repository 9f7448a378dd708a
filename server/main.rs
//! letter-lens server
//!
//! Serves the drawing page and the `/process_image` endpoint from a
//! synchronous tiny_http server.
//!
//! Run with:
//!   cargo run --bin letter-lens-server --release -- --model trained_models/letters.json
//! Then open http://127.0.0.1:5000

mod handlers;
mod routes;
mod state;

use std::path::PathBuf;
use std::process::ExitCode;
use std::sync::Arc;

use clap::Parser;
use log::{error, info};
use tiny_http::Server;

use letter_lens::{Classifier, GridSize, Recognizer, Reducer};
use state::AppState;

// ── CLI ───────────────────────────────────────────────────────────────────────

#[derive(Parser, Debug)]
#[command(about = "Handwritten letter recognition server")]
struct Args {
    /// Address to listen on
    #[arg(long, env = "LETTER_LENS_ADDR", default_value = "127.0.0.1:5000")]
    addr: String,

    /// JSON model file, loaded once at start-up
    #[arg(
        long,
        env = "LETTER_LENS_MODEL",
        default_value = "trained_models/letter_recognition_model.json"
    )]
    model: PathBuf,

    /// Side of the square image the endpoint accepts
    #[arg(long, default_value_t = 448)]
    source_size: usize,

    /// Side of the square grid fed to the model
    #[arg(long, default_value_t = 28)]
    target_size: usize,

    /// Largest accepted request body, in bytes
    #[arg(long, default_value_t = 8 * 1024 * 1024)]
    max_body_bytes: usize,

    /// Debug logging for the service and library
    #[arg(short, long)]
    verbose: bool,
}

fn init_logging(verbose: bool) {
    let level = if verbose { log::LevelFilter::Debug } else { log::LevelFilter::Info };
    env_logger::Builder::from_env(env_logger::Env::default().default_filter_or("warn"))
        .filter_module("letter_lens", level)
        .filter_module("letter_lens_server", level)
        .init();
}

fn main() -> ExitCode {
    let args = Args::parse();
    init_logging(args.verbose);

    let reducer = match Reducer::new(
        GridSize::square(args.source_size),
        GridSize::square(args.target_size),
    ) {
        Ok(r) => r,
        Err(e) => {
            error!("invalid reduction sizes: {}", e);
            return ExitCode::FAILURE;
        }
    };

    info!("loading model from {}", args.model.display());
    let classifier = match Classifier::load(&args.model, reducer.target()) {
        Ok(c) => c,
        Err(e) => {
            error!("cannot load model {}: {}", args.model.display(), e);
            return ExitCode::FAILURE;
        }
    };

    let server = match Server::http(&args.addr) {
        Ok(s) => s,
        Err(e) => {
            error!("cannot bind {}: {}", args.addr, e);
            return ExitCode::FAILURE;
        }
    };

    let shared_state = Arc::new(AppState::new(
        Recognizer::new(reducer, classifier),
        args.max_body_bytes,
    ));

    info!(
        "listening on http://{} ({} -> {})",
        args.addr,
        reducer.source(),
        reducer.target()
    );

    // One thread per request; the state is read-only so no lock is taken.
    for request in server.incoming_requests() {
        let state_clone = shared_state.clone();
        std::thread::spawn(move || {
            routes::dispatch(request, state_clone);
        });
    }

    ExitCode::SUCCESS
}
pub mod classifier;
pub mod labels;

pub use classifier::{Classifier, Prediction};
pub use labels::LabelDecoder;
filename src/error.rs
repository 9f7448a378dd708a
//! Error types for letter-lens

use thiserror::Error;

use crate::grid::GridSize;

/// Errors raised while building, splitting or reducing intensity grids.
#[derive(Debug, Clone, PartialEq, Error)]
pub enum GridError {
    /// Source grid does not have the single expected fixed size
    #[error("input image must be {expected} pixels, got {actual}")]
    DimensionMismatch { expected: GridSize, actual: GridSize },

    /// Target would force a zero-size averaging region
    #[error("degenerate target {target} for a {grid} grid")]
    DegenerateTarget { grid: GridSize, target: GridSize },

    /// Sample count does not match height * width
    #[error("shape mismatch: {height}x{width} grid needs {expected} samples, got {actual}")]
    ShapeMismatch {
        height: usize,
        width: usize,
        expected: usize,
        actual: usize,
    },

    /// Grid with a zero dimension
    #[error("grid dimensions must be positive, got {0}")]
    EmptyGrid(GridSize),

    /// NaN or infinite sample
    #[error("non-finite sample at ({row}, {col})")]
    NonFiniteSample { row: usize, col: usize },
}

/// Errors raised while turning an encoded payload into a grid.
#[derive(Debug, Error)]
pub enum DecodeError {
    #[error("empty image payload")]
    EmptyPayload,

    #[error("invalid base64: {0}")]
    Base64(#[from] base64::DecodeError),

    #[error("cannot decode image: {0}")]
    Image(#[from] image::ImageError),

    #[error(transparent)]
    Grid(#[from] GridError),
}

/// Errors raised by the classifier handle.
#[derive(Debug, Error)]
pub enum ClassifyError {
    #[error("cannot read model: {0}")]
    Io(#[from] std::io::Error),

    #[error("malformed model file: {0}")]
    Json(#[from] serde_json::Error),

    #[error("model has no layers")]
    NoLayers,

    /// Model input layer width differs from the grid it is fed
    #[error("model expects {expected} inputs, grid provides {actual}")]
    InputSizeMismatch { expected: usize, actual: usize },

    /// Weights, biases and declared size of one layer disagree
    #[error("layer {index} is malformed")]
    MalformedLayer { index: usize },

    /// Model weights contain NaN or infinity
    #[error("layer {index} has non-finite weights")]
    NonFiniteWeights { index: usize },

    /// Consecutive layers do not chain
    #[error("layer {index} expects {expected} inputs, previous layer yields {actual}")]
    LayerChain {
        index: usize,
        expected: usize,
        actual: usize,
    },

    #[error("model has {outputs} outputs but no output labels")]
    MissingLabels { outputs: usize },

    #[error("model has {outputs} outputs but {labels} labels")]
    LabelCountMismatch { outputs: usize, labels: usize },

    #[error("grid is {actual}, classifier expects {expected}")]
    InputMismatch { expected: GridSize, actual: GridSize },

    #[error("model produced a non-finite output")]
    NonFiniteOutput,
}

/// Crate-level error for the full recognition pipeline.
#[derive(Debug, Error)]
pub enum Error {
    #[error(transparent)]
    Decode(#[from] DecodeError),

    #[error(transparent)]
    Grid(#[from] GridError),

    #[error(transparent)]
    Classify(#[from] ClassifyError),
}

impl Error {
    /// Whether the failure is caused by the caller's input rather than by
    /// the service.
    ///
    /// Only a missing or non-base64 payload and a wrong canvas size count.
    /// Bytes that decode as base64 but not as an image are a server-side
    /// failure.
    pub fn is_client_error(&self) -> bool {
        match self {
            Error::Decode(DecodeError::EmptyPayload | DecodeError::Base64(_)) => true,
            Error::Decode(DecodeError::Image(_) | DecodeError::Grid(_)) => false,
            Error::Grid(GridError::DimensionMismatch { .. }) => true,
            Error::Grid(_) | Error::Classify(_) => false,
        }
    }
}

/// Result type for grid operations
pub type GridResult<T> = std::result::Result<T, GridError>;

/// Result type for the recognition pipeline
pub type Result<T> = std::result::Result<T, Error>;
use std::io::Read;

use letter_lens::{Error, Recognition};
use log::{error, info, warn};
use serde::Deserialize;
use tiny_http::Request;

use crate::routes::{error_response, json_response, HttpResponse};
use crate::state::AppState;

#[derive(Debug, Deserialize)]
struct ProcessRequest {
    #[serde(default)]
    image: Option<String>,
}

// ---------------------------------------------------------------------------
// POST /process_image
// ---------------------------------------------------------------------------

/// Body: `{"image": "data:image/png;base64,..."}`.
///
/// Answers `{"matrix", "prediction", "confidence"}`, 400 for bad input and
/// 500 for anything else.
pub fn handle(request: &mut Request, state: &AppState) -> HttpResponse {
    let body = match read_body(request, state.max_body_bytes) {
        Ok(body) => body,
        Err(resp) => return resp,
    };

    let image = match parse_image_field(&body) {
        Some(image) => image,
        None => return error_response(400, "No image data received"),
    };

    info!("processing image payload ({} bytes)", image.len());
    recognition_response(state.recognizer.recognize(&image))
}

fn recognition_response(result: letter_lens::Result<Recognition>) -> HttpResponse {
    match result {
        Ok(recognition) => json_response(200, &recognition),
        Err(e) => {
            let (status, message) = failure(&e);
            error_response(status, &message)
        }
    }
}

/// Status code and client-facing message for a failed recognition.
fn failure(e: &Error) -> (u16, String) {
    if e.is_client_error() {
        warn!("rejected image: {}", e);
        (400, e.to_string())
    } else {
        error!("failed to process image: {:?}", e);
        (500, format!("Failed to process image: {}", e))
    }
}

/// Extracts a non-empty `image` string from a JSON body.
fn parse_image_field(body: &str) -> Option<String> {
    serde_json::from_str::<ProcessRequest>(body)
        .ok()
        .and_then(|req| req.image)
        .filter(|image| !image.trim().is_empty())
}

fn read_body(request: &mut Request, limit: usize) -> Result<String, HttpResponse> {
    let declared = request.body_length();
    read_limited(request.as_reader(), declared, limit)
}

/// Reads at most `limit` bytes of UTF-8, answering 413 when the declared or
/// actual length is larger.
fn read_limited<R: Read>(reader: R, declared: Option<usize>, limit: usize) -> Result<String, HttpResponse> {
    if declared.is_some_and(|len| len > limit) {
        return Err(error_response(413, "Request body too large"));
    }
    let mut body = String::new();
    if reader.take(limit as u64 + 1).read_to_string(&mut body).is_err() {
        return Err(error_response(400, "Request body is not valid UTF-8"));
    }
    if body.len() > limit {
        return Err(error_response(413, "Request body too large"));
    }
    Ok(body)
}
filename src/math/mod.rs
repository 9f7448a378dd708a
pub mod matrix;
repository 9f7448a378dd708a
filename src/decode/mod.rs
pub mod payload;

pub use payload::{decode_image_bytes, decode_payload, grid_from_luma8};
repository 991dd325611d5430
//! Threshold rules that turn file facts into modularity issues.

use tracing::debug;

use super::{ComplexFunction, Issue, IssueDetails, IssueThresholds, LongFunction, Severity};
use crate::detectors::clone_detection::DuplicateSet;
use crate::detectors::complexity::FileMetrics;
use crate::detectors::graph::RelationshipGraph;
use crate::lang::common::FunctionRecord;

/// Everything the rules look at for one file.
#[derive(Debug, Clone, Copy)]
pub struct IssueContext<'a> {
    pub functions: &'a [FunctionRecord],
    pub class_count: usize,
    pub metrics: &'a FileMetrics,
    pub graph: &'a RelationshipGraph,
    pub duplicates: &'a DuplicateSet,
}

/// Applies every issue rule.
#[derive(Debug, Clone, Default)]
pub struct IssueDetector {
    thresholds: IssueThresholds,
}

impl IssueDetector {
    pub fn new(thresholds: IssueThresholds) -> Self {
        Self { thresholds }
    }

    pub fn thresholds(&self) -> &IssueThresholds {
        &self.thresholds
    }

    /// Run every rule and return the issues sorted by severity.
    ///
    /// The sort is stable, so issues of equal severity keep rule order.
    pub fn detect(&self, context: &IssueContext<'_>) -> Vec<Issue> {
        let t = &self.thresholds;
        let rules = [
            detect_large_file(context, t),
            detect_too_many_functions(context, t),
            detect_complex_functions(context, t),
            detect_internal_duplication(context, t),
            detect_orphan_functions(context, t),
            detect_god_functions(context, t),
            detect_low_maintainability(context, t),
            detect_mixed_responsibilities(context, t),
            detect_procedural_style(context, t),
        ];

        let mut issues: Vec<Issue> = rules.into_iter().flatten().collect();
        issues.sort_by_key(|issue| issue.severity);

        debug!(
            issues = issues.len(),
            types = ?issues.iter().map(Issue::type_name).collect::<Vec<_>>(),
            "Detected modularity issues"
        );

        issues
    }
}

fn detect_large_file(context: &IssueContext<'_>, t: &IssueThresholds) -> Option<Issue> {
    let sloc = context.metrics.sloc;
    (sloc > t.max_sloc).then(|| {
        Issue::new(
            IssueDetails::LargeFile {
                sloc,
                metrics: context.metrics.clone(),
            },
            Severity::High,
            format!("File is too large ({sloc} SLOC). Consider splitting."),
        )
    })
}

fn detect_too_many_functions(context: &IssueContext<'_>, t: &IssueThresholds) -> Option<Issue> {
    let count = context.functions.len();
    (count > t.max_functions).then(|| {
        Issue::new(
            IssueDetails::TooManyFunctions { count },
            Severity::Medium,
            format!("File has {count} functions. Consider organizing into classes or modules."),
        )
    })
}

fn detect_complex_functions(context: &IssueContext<'_>, t: &IssueThresholds) -> Option<Issue> {
    let functions: Vec<ComplexFunction> = context
        .functions
        .iter()
        .filter(|f| f.complexity > t.max_complexity)
        .map(|f| ComplexFunction {
            name: f.name.clone(),
            complexity: f.complexity,
            line: f.start_line,
        })
        .collect();

    if functions.is_empty() {
        return None;
    }
    let description = format!(
        "{} functions have high complexity (>{})",
        functions.len(),
        t.max_complexity
    );
    Some(Issue::new(
        IssueDetails::ComplexFunctions { functions },
        Severity::High,
        description,
    ))
}

fn detect_internal_duplication(context: &IssueContext<'_>, t: &IssueThresholds) -> Option<Issue> {
    let duplicates = context.duplicates;
    if duplicates.is_empty() {
        return None;
    }

    let high_similarity_count = duplicates.high_similarity_count();
    let severity = if high_similarity_count > t.high_similarity_pairs {
        Severity::High
    } else {
        Severity::Medium
    };
    let count = duplicates.len();

    Some(Issue::new(
        IssueDetails::InternalDuplication {
            duplicates: duplicates.to_vec(),
            count,
            high_similarity_count,
        },
        severity,
        format!("{count} pairs of similar functions found"),
    ))
}

fn detect_orphan_functions(context: &IssueContext<'_>, t: &IssueThresholds) -> Option<Issue> {
    let functions: Vec<String> = context
        .functions
        .iter()
        .filter(|f| {
            !f.is_private
                && context.graph.callers_of(&f.name).is_empty()
                && !t.is_orphan_exempt(&f.name)
        })
        .map(|f| f.name.clone())
        .collect();

    let count = functions.len();
    (count > t.min_orphans).then(|| {
        Issue::new(
            IssueDetails::OrphanFunctions { functions, count },
            Severity::Low,
            format!("{count} functions are never called internally"),
        )
    })
}

fn detect_god_functions(context: &IssueContext<'_>, t: &IssueThresholds) -> Option<Issue> {
    let functions: Vec<LongFunction> = context
        .functions
        .iter()
        .filter(|f| f.line_count() > t.max_function_lines)
        .map(|f| LongFunction {
            name: f.name.clone(),
            lines: f.line_count(),
            line: f.start_line,
        })
        .collect();

    if functions.is_empty() {
        return None;
    }
    let description = format!(
        "{} functions are too long (>{} lines)",
        functions.len(),
        t.max_function_lines
    );
    Some(Issue::new(
        IssueDetails::GodFunctions { functions },
        Severity::Medium,
        description,
    ))
}

fn detect_low_maintainability(context: &IssueContext<'_>, t: &IssueThresholds) -> Option<Issue> {
    let score = context.metrics.maintainability_index;
    (score < t.min_maintainability).then(|| {
        Issue::new(
            IssueDetails::LowMaintainability { score },
            Severity::High,
            format!("Low maintainability index: {score:.2}"),
        )
    })
}

fn detect_mixed_responsibilities(
    context: &IssueContext<'_>,
    t: &IssueThresholds,
) -> Option<Issue> {
    let cohesion = context.metrics.cohesion;
    let crowded = context.functions.len() > t.mixed_responsibility_min_functions;
    (cohesion < t.min_cohesion && crowded).then(|| {
        Issue::new(
            IssueDetails::MixedResponsibilities { cohesion },
            Severity::Medium,
            format!("Low cohesion ({cohesion:.2}): File likely has mixed responsibilities"),
        )
    })
}

fn detect_procedural_style(context: &IssueContext<'_>, t: &IssueThresholds) -> Option<Issue> {
    let function_count = context.functions.len();
    (context.class_count == 0 && function_count > t.procedural_min_functions).then(|| {
        Issue::new(
            IssueDetails::ProceduralStyle { function_count },
            Severity::Low,
            "Consider using classes to organize related functions",
        )
    })
}
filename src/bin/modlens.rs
//! Modlens CLI - single-file modularity analysis for Python
//!
//! Analyzes one file and prints a report, or serves the analysis to IDE
//! clients over an MCP stdio server.

use clap::Parser;
use tracing_subscriber::EnvFilter;

mod cli;
mod mcp;

use cli::{Cli, Commands};

#[tokio::main]
async fn main() -> anyhow::Result<()> {
    let cli = Cli::parse();

    // Logs go to stderr so stdout stays clean for reports and JSON-RPC
    let default_level = if cli.verbose { "debug" } else { "info" };
    let filter =
        EnvFilter::try_from_default_env().unwrap_or_else(|_| EnvFilter::new(default_level));

    tracing_subscriber::fmt()
        .with_env_filter(filter)
        .with_target(false)
        .with_writer(std::io::stderr)
        .init();

    match cli.command {
        Commands::Analyze(args) => {
            cli::analyze_command(args).await?;
        }
        Commands::PrintDefaultConfig => {
            cli::print_default_config().await?;
        }
        Commands::ValidateConfig(args) => {
            cli::validate_config(args).await?;
        }
        Commands::McpStdio(args) => {
            cli::mcp_stdio_command(args).await?;
        }
    }

    Ok(())
}
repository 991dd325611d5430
//! MCP protocol types and message handling for JSON-RPC 2.0 communication.

use serde::{Deserialize, Serialize};

/// JSON-RPC 2.0 request structure
#[derive(Debug, Deserialize)]
pub struct JsonRpcRequest {
    pub jsonrpc: String,
    pub method: String,
    pub params: Option<serde_json::Value>,
    pub id: Option<serde_json::Value>,
}

/// JSON-RPC 2.0 response structure
#[derive(Debug, Serialize)]
pub struct JsonRpcResponse {
    pub jsonrpc: String,
    #[serde(skip_serializing_if = "Option::is_none")]
    pub result: Option<serde_json::Value>,
    #[serde(skip_serializing_if = "Option::is_none")]
    pub error: Option<JsonRpcError>,
    pub id: Option<serde_json::Value>,
}

/// JSON-RPC 2.0 error structure
#[derive(Debug, Serialize)]
pub struct JsonRpcError {
    pub code: i32,
    pub message: String,
    #[serde(skip_serializing_if = "Option::is_none")]
    pub data: Option<serde_json::Value>,
}

/// MCP tool definition for tool discovery
#[derive(Debug, Serialize)]
pub struct McpTool {
    pub name: String,
    pub description: String,
    #[serde(rename = "inputSchema")]
    pub input_schema: serde_json::Value,
}

/// MCP initialization result
#[derive(Debug, Serialize)]
pub struct McpInitResult {
    #[serde(rename = "protocolVersion")]
    pub protocol_version: String,
    pub capabilities: serde_json::Value,
    #[serde(rename = "serverInfo")]
    pub server_info: McpServerInfo,
}

/// MCP server information
#[derive(Debug, Clone, Serialize)]
pub struct McpServerInfo {
    pub name: String,
    pub version: String,
}

/// Tool execution request parameters
#[derive(Debug, Deserialize)]
pub struct ToolCallParams {
    pub name: String,
    #[serde(default)]
    pub arguments: serde_json::Value,
}

/// Tool execution result
#[derive(Debug, Serialize)]
pub struct ToolResult {
    pub content: Vec<ContentItem>,
}

/// Content item in tool result
#[derive(Debug, Serialize)]
pub struct ContentItem {
    #[serde(rename = "type")]
    pub content_type: String,
    pub text: String,
}

impl ToolResult {
    /// Single text content item
    pub fn text(text: String) -> Self {
        Self {
            content: vec![ContentItem {
                content_type: "text".to_string(),
                text,
            }],
        }
    }
}

/// Factory methods for [`JsonRpcResponse`].
impl JsonRpcResponse {
    /// Create a successful response
    pub fn success(id: Option<serde_json::Value>, result: serde_json::Value) -> Self {
        Self {
            jsonrpc: "2.0".to_string(),
            result: Some(result),
            error: None,
            id,
        }
    }

    /// Create an error response
    pub fn error(id: Option<serde_json::Value>, code: i32, message: String) -> Self {
        Self {
            jsonrpc: "2.0".to_string(),
            result: None,
            error: Some(JsonRpcError {
                code,
                message,
                data: None,
            }),
            id,
        }
    }
}

/// MCP error codes
pub mod error_codes {
    pub const PARSE_ERROR: i32 = -32700;
    pub const INVALID_REQUEST: i32 = -32600;
    pub const METHOD_NOT_FOUND: i32 = -32601;
    pub const INVALID_PARAMS: i32 = -32602;
    pub const INTERNAL_ERROR: i32 = -32603;

    // MCP-specific error codes
    pub const TOOL_NOT_FOUND: i32 = -32001;
    pub const ANALYSIS_ERROR: i32 = -32003;
}

/// Create tool schema for analyze_code
pub fn create_analyze_code_schema() -> serde_json::Value {
    serde_json::json!({
        "type": "object",
        "properties": {
            "code": {
                "type": "string",
                "description": "Python source code to analyze"
            },
            "filename": {
                "type": "string",
                "description": "Optional file name used in the report"
            }
        },
        "required": ["code"]
    })
}

#[cfg(test)]
mod tests {
    use super::*;
    use serde_json::json;

    #[test]
    fn json_rpc_success_has_result_and_no_error() {
        let payload = json!({"status": "ok"});
        let response = JsonRpcResponse::success(Some(json!(1)), payload.clone());

        assert_eq!(response.jsonrpc, "2.0");
        assert_eq!(response.id, Some(json!(1)));
        assert!(response.error.is_none());
        assert_eq!(response.result, Some(payload));
    }

    #[test]
    fn json_rpc_error_sets_error_payload() {
        let response =
            JsonRpcResponse::error(None, error_codes::METHOD_NOT_FOUND, "missing method".into());

        assert!(response.result.is_none());
        let error = response.error.as_ref().expect("error payload");
        assert_eq!(error.code, error_codes::METHOD_NOT_FOUND);
        assert_eq!(error.message, "missing method");

        let serialized = serde_json::to_value(&response).unwrap();
        assert!(serialized.get("result").is_none());
        assert_eq!(serialized["error"]["code"], -32601);
    }

    #[test]
    fn analyze_code_schema_requires_code() {
        let schema = create_analyze_code_schema();
        assert_eq!(schema["type"], "object");
        assert_eq!(schema["properties"]["code"]["type"], "string");
        assert_eq!(schema["properties"]["filename"]["type"], "string");
        assert_eq!(schema["required"], json!(["code"]));
    }

    #[test]
    fn tool_definition_uses_camel_case_schema_key() {
        let tool = McpTool {
            name: "analyze_code".into(),
            description: "Analyze".into(),
            input_schema: create_analyze_code_schema(),
        };
        let value = serde_json::to_value(&tool).unwrap();
        assert!(value.get("inputSchema").is_some());
    }
}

EXERCISE DIRECTIONS: From the listing above, repeat exactly the lines starting at the line that includes "pub mod classifier;" and ending at the line that includes "pub enum GridError", with nothing outside that span.

EXERCISE SOLUTION:
pub mod classifier;
pub mod labels;

pub use classifier::{Classifier, Prediction};
pub use labels::LabelDecoder;
filename src/error.rs
repository 9f7448a378dd708a
//! Error types for letter-lens

use thiserror::Error;

use crate::grid::GridSize;

/// Errors raised while building, splitting or reducing intensity grids.
#[derive(Debug, Clone, PartialEq, Error)]
pub enum GridError {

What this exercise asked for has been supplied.